I went back to waiting.

“What Rosa wants, it’s . . . complicated. And I’m not sure it would even be legal.”

“I’m not a lawyer,” I told her, aiming the words at her father, who’d translate them immediately.

“Rosa’s . . . tired of all this,” Jenn said. “She wants it all to stop.”

“All she has to do is—”

“She’s not coming home,” Jenn said, no-argument flat. “That’s not what she wants. She wants to . . . make her own life.”

“You mean, like an emancipated minor?” I asked, remembering what I’d said to Rosebud’s father. It seemed like months ago.

“What’s that?”

“It would mean she was an adult, for all legal purposes,” Joel answered her.

“Could that truly be? Even though she’s only—?”

“That would depend,” her father cautioned her.

“Oh. Well, maybe that’s sort of it. But, even if she was . . . emancipated, that wouldn’t be enough.

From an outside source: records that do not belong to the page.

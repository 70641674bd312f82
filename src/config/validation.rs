//! Configuration validation.
//!
//! # Responsibilities
//! - Semantic validation (serde handles syntactic)
//! - Validate every URL list and value range
//! - Reject conflicting bootstrap sources
//!
//! # Design Decisions
//! - Returns all validation errors, not just first
//! - Validation is pure function: NodeConfig → Result<(), Vec<ValidationError>>
//! - Runs before any data directory is read or socket opened

use thiserror::Error;

use crate::cluster::urls::{NodeUrl, PeerUrlMap, UrlError};
use crate::config::schema::{NodeConfig, TlsConfig};

/// A single semantic problem in the configuration.
#[derive(Debug, Error)]
pub enum ValidationError {
    #[error("name must not be empty")]
    EmptyName,

    #[error("invalid {field}: {source}")]
    Url {
        field: &'static str,
        #[source]
        source: UrlError,
    },

    #[error("invalid initial cluster: {0}")]
    InitialCluster(UrlError),

    #[error("advertise client URLs must be set when listening for clients")]
    UnsetAdvertiseClientUrls,

    #[error("multiple discovery or bootstrap sources are set (initial, discovery, discovery_srv)")]
    ConflictingBootstrap,

    #[error("initial cluster token must not be empty")]
    EmptyToken,

    #[error("heartbeat interval must be greater than zero")]
    ZeroHeartbeat,

    #[error("election timeout ({election_ms}ms) must be greater than heartbeat interval ({heartbeat_ms}ms)")]
    ElectionTooShort { election_ms: u64, heartbeat_ms: u64 },

    #[error("{role} URL {url} uses https but {role}_tls has no cert_file/key_file")]
    TlsRequired { role: &'static str, url: String },

    #[error("proxy refresh interval must be greater than zero")]
    ZeroRefreshInterval,
}

/// Validate a configuration, collecting every problem found.
pub fn validate_config(config: &NodeConfig) -> Result<(), Vec<ValidationError>> {
    let mut errors = Vec::new();

    if config.name.trim().is_empty() {
        errors.push(ValidationError::EmptyName);
    }

    let peer_listen = collect(&mut errors, "urls.listen_peer", config.listen_peer_urls());
    let client_listen = collect(&mut errors, "urls.listen_client", config.listen_client_urls());
    collect(&mut errors, "urls.advertise_peer", config.advertise_peer_urls());

    if config.urls.advertise_client.is_empty() {
        if !config.is_proxy() {
            errors.push(ValidationError::UnsetAdvertiseClientUrls);
        }
    } else {
        collect(&mut errors, "urls.advertise_client", config.advertise_client_urls());
    }

    let sources = [
        config.cluster.initial.is_some(),
        config.cluster.discovery.is_some(),
        config.cluster.discovery_srv.is_some(),
    ];
    if sources.iter().filter(|set| **set).count() > 1 {
        errors.push(ValidationError::ConflictingBootstrap);
    }

    if config.cluster.discovery.is_none() && config.cluster.discovery_srv.is_none() {
        if let Err(e) = PeerUrlMap::parse(&config.initial_cluster()) {
            errors.push(ValidationError::InitialCluster(e));
        }
    }

    if let Some(durl) = &config.cluster.discovery {
        if let Err(source) = url::Url::parse(durl) {
            errors.push(ValidationError::Url {
                field: "cluster.discovery",
                source: UrlError::Invalid {
                    url: durl.clone(),
                    source,
                },
            });
        }
    }

    if config.cluster.token.trim().is_empty() {
        errors.push(ValidationError::EmptyToken);
    }

    if config.raft.heartbeat_ms == 0 {
        errors.push(ValidationError::ZeroHeartbeat);
    } else if config.raft.election_ms <= config.raft.heartbeat_ms {
        errors.push(ValidationError::ElectionTooShort {
            election_ms: config.raft.election_ms,
            heartbeat_ms: config.raft.heartbeat_ms,
        });
    }

    // Any node may end up proxying: fallback or an existing proxy directory.
    if config.proxy.refresh_interval_secs == 0 {
        errors.push(ValidationError::ZeroRefreshInterval);
    }

    check_tls(&mut errors, "peer", peer_listen.as_deref(), &config.peer_tls);
    check_tls(&mut errors, "client", client_listen.as_deref(), &config.client_tls);

    if errors.is_empty() {
        Ok(())
    } else {
        Err(errors)
    }
}

fn collect(
    errors: &mut Vec<ValidationError>,
    field: &'static str,
    parsed: Result<Vec<NodeUrl>, UrlError>,
) -> Option<Vec<NodeUrl>> {
    match parsed {
        Ok(urls) => Some(urls),
        Err(source) => {
            errors.push(ValidationError::Url { field, source });
            None
        }
    }
}

fn check_tls(
    errors: &mut Vec<ValidationError>,
    role: &'static str,
    urls: Option<&[NodeUrl]>,
    tls: &TlsConfig,
) {
    let has_keypair = tls.cert_file.is_some() && tls.key_file.is_some();
    for url in urls.unwrap_or_default() {
        if url.is_tls() && !has_keypair {
            errors.push(ValidationError::TlsRequired {
                role,
                url: url.to_string(),
            });
        }
    }
}
#[cfg(test)]
mod tests {
    use super::*;

    #[test]
    fn classifies_discovery_failures_wherever_they_surface() {
        let err = BootstrapError::Member(MemberError::Discovery(DiscoveryError::FullCluster));
        assert!(err.is_cluster_full());
        assert_eq!(err.fault(), Fault::Discovery);

        let err = BootstrapError::Discovery(DiscoveryError::DuplicateId);
        assert!(err.is_duplicate_id());
        assert!(!err.is_cluster_full());

        let err = BootstrapError::Url(UrlError::Empty);
        assert_eq!(err.fault(), Fault::Configuration);
        assert_eq!(BootstrapError::ServingFailed.fault(), Fault::Serving);
    }

    fn local_config(dir: &Path) -> NodeConfig {
        let mut config = NodeConfig {
            name: "infra0".to_string(),
            data_dir: Some(dir.to_path_buf()),
            ..NodeConfig::default()
        };
        config.urls.listen_peer = vec!["http://127.0.0.1:0".to_string()];
        config.urls.listen_client = vec!["http://127.0.0.1:0".to_string()];
        config.urls.advertise_peer = vec!["http://127.0.0.1:12380".to_string()];
        config.urls.advertise_client = vec!["http://127.0.0.1:12379".to_string()];
        config
    }

    #[tokio::test]
    async fn member_starts_and_stops_through_registry() {
        let dir = tempfile::tempdir().unwrap();
        let registry = InterruptRegistry::new();
        let bootstrap = Bootstrap::new(local_config(dir.path()), registry.clone(), Collaborators::standard());
        let state = bootstrap.subscribe_state();

        let running = bootstrap.start().await.unwrap();
        assert_eq!(running.mode(), RunMode::Member);
        assert_eq!(*state.borrow(), BootstrapState::Running);
        assert_eq!(resolve_dir_state(dir.path()).unwrap(), DirState::Member);

        let client = running.client_addrs()[0];
        let members = reqwest::get(format!("http://{}/members", client))
            .await
            .unwrap()
            .json::<crate::proxy::RemoteCluster>()
            .await
            .unwrap();
        assert_eq!(members.members[0].name, "infra0");

        let waiter = tokio::spawn(running.wait());
        registry.stop();
        tokio::time::timeout(Duration::from_secs(5), waiter)
            .await
            .unwrap()
            .unwrap()
            .unwrap();
        assert_eq!(*state.borrow(), BootstrapState::Terminated);
        assert!(tokio::net::TcpStream::connect(client).await.is_err());
    }

    #[tokio::test]
    async fn conflicting_data_dir_is_fatal() {
        let dir = tempfile::tempdir().unwrap();
        std::fs::create_dir(dir.path().join("member")).unwrap();
        std::fs::create_dir(dir.path().join("proxy")).unwrap();

        let bootstrap = Bootstrap::new(
            local_config(dir.path()),
            InterruptRegistry::new(),
            Collaborators::standard(),
        );
        let err = bootstrap.start().await.err().unwrap();
        assert!(matches!(err, BootstrapError::Mode(ModeError::Conflict(_))));
        assert_eq!(err.fault(), Fault::Configuration);
    }

    #[tokio::test]
    async fn proxy_forwarding_transport_uses_client_tls() {
        let dir = tempfile::tempdir().unwrap();
        let mut config = local_config(dir.path());
        config.proxy.mode = crate::config::ProxyMode::On;
        config.client_tls.ca_file = Some(dir.path().join("missing-client-ca.pem"));

        let bootstrap = Bootstrap::new(config, InterruptRegistry::new(), Collaborators::standard());
        let err = bootstrap.start().await.err().unwrap();
        assert!(matches!(err, BootstrapError::Transport(TransportError::ReadCa { .. })));
        assert_eq!(err.fault(), Fault::ResourceAcquisition);
    }

    #[tokio::test]
    async fn member_failure_closes_listeners() {
        let dir = tempfile::tempdir().unwrap();
        let port = std::net::TcpListener::bind("127.0.0.1:0")
            .unwrap()
            .local_addr()
            .unwrap()
            .port();
        let mut config = local_config(dir.path());
        config.urls.listen_peer = vec![format!("http://127.0.0.1:{}", port)];
        // Not part of its own initial cluster.
        config.cluster.initial = Some("other=http://127.0.0.1:12380".to_string());

        let bootstrap = Bootstrap::new(config, InterruptRegistry::new(), Collaborators::standard());
        let err = bootstrap.start().await.err().unwrap();
        assert!(matches!(err, BootstrapError::Member(MemberError::NotInCluster { .. })));

        std::net::TcpListener::bind(("127.0.0.1", port)).unwrap();
    }
}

She wants something else. Something much more important.”

“Daisy,” I said.

“Yes! How could you—?”

“I know about big sisters,” I said, thinking of SueEllen. And my own sister, Michelle. And how I wished . . .

“But could that be?” Jenn asked, breaking into my thoughts. “I mean, could she really—?”

“I don’t know,” I told her. “Your dad’s right. It all depends. I’ll have to talk with Rosa to see what she’s got.”

“Got?”

“I didn’t say that properly. I mean, what information she’s got. Because the only way to work something like that out would be if her parents consented—”

“They’d never!”

“You can’t be sure, Jenn,” her father said. “Perhaps if Mr. Hazard were to talk to them—”

After I talk with Rosa,” I interrupted, not wanting to spell out to Jennifer that I’d need some heavy bargaining chips, but needing Joel to get that message.

“But you think you . . . maybe could . . . get her father to . . . ?”

“Maybe. Here’s what I can tell you for sure, Jennifer. If I talk to Rosa, no matter how it comes out, I won’t tell her father where she is. And I won’t try to bring her in myself.”

“Really? You swear?”

“Yes. I won’t even tell him I saw her.”

“I don’t see any Bible around,” Michael said. His hands were still behind his back, but the cords in his neck were standing out.